• TASK
Starting at the first line of the listing below and ending at the line with "wins over -v", copy each line exactly.

Start of THE DATA

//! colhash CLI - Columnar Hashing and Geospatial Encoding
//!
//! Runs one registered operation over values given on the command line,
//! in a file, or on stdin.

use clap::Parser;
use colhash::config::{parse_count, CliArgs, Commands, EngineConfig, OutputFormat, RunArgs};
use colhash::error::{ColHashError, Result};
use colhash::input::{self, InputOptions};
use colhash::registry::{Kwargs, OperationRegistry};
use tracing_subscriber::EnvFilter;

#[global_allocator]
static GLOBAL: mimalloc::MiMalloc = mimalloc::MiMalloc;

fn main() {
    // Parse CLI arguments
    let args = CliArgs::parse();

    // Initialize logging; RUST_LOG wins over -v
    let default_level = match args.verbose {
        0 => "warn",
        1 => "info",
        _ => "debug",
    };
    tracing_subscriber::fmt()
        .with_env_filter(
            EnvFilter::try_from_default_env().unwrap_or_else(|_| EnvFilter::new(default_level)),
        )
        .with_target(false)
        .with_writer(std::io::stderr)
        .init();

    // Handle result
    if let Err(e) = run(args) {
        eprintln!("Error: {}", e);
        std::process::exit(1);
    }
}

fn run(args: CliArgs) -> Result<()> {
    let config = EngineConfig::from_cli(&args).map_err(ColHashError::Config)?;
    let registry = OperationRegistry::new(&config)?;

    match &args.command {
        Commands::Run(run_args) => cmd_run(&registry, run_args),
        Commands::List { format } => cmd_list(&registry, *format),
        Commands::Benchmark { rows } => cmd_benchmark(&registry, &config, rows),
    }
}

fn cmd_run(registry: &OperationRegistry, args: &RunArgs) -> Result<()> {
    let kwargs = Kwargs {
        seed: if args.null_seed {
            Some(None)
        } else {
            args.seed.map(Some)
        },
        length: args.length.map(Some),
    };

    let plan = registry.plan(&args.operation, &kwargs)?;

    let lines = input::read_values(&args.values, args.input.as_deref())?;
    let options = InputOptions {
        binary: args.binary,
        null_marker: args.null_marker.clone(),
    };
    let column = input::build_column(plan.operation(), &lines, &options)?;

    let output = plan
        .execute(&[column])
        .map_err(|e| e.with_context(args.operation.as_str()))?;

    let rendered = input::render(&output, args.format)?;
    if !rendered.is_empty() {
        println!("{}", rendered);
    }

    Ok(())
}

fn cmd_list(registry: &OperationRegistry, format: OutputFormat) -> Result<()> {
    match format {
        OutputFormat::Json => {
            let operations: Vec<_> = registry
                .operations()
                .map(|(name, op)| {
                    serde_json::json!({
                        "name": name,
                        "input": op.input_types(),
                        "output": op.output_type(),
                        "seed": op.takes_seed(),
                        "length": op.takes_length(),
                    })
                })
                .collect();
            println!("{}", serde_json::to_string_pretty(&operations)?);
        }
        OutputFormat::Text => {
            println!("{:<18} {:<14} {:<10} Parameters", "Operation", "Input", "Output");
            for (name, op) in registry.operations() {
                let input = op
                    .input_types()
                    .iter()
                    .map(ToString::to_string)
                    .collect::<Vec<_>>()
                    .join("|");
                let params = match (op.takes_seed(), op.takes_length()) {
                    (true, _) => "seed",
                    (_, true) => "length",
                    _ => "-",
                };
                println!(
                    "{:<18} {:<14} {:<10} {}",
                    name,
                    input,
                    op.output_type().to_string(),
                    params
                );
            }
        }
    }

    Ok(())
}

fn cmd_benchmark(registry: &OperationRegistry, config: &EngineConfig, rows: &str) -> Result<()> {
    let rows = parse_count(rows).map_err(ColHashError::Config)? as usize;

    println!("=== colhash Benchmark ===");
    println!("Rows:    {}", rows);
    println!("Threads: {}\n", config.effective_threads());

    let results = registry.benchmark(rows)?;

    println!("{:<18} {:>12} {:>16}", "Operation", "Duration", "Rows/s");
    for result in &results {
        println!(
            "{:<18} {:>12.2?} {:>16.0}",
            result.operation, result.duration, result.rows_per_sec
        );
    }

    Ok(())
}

End of THE DATA

• TASK OUTPUT
//! colhash CLI - Columnar Hashing and Geospatial Encoding
//!
//! Runs one registered operation over values given on the command line,
//! in a file, or on stdin.

use clap::Parser;
use colhash::config::{parse_count, CliArgs, Commands, EngineConfig, OutputFormat, RunArgs};
use colhash::error::{ColHashError, Result};
use colhash::input::{self, InputOptions};
use colhash::registry::{Kwargs, OperationRegistry};
use tracing_subscriber::EnvFilter;

#[global_allocator]
static GLOBAL: mimalloc::MiMalloc = mimalloc::MiMalloc;

fn main() {
    // Parse CLI arguments
    let args = CliArgs::parse();

    // Initialize logging; RUST_LOG wins over -v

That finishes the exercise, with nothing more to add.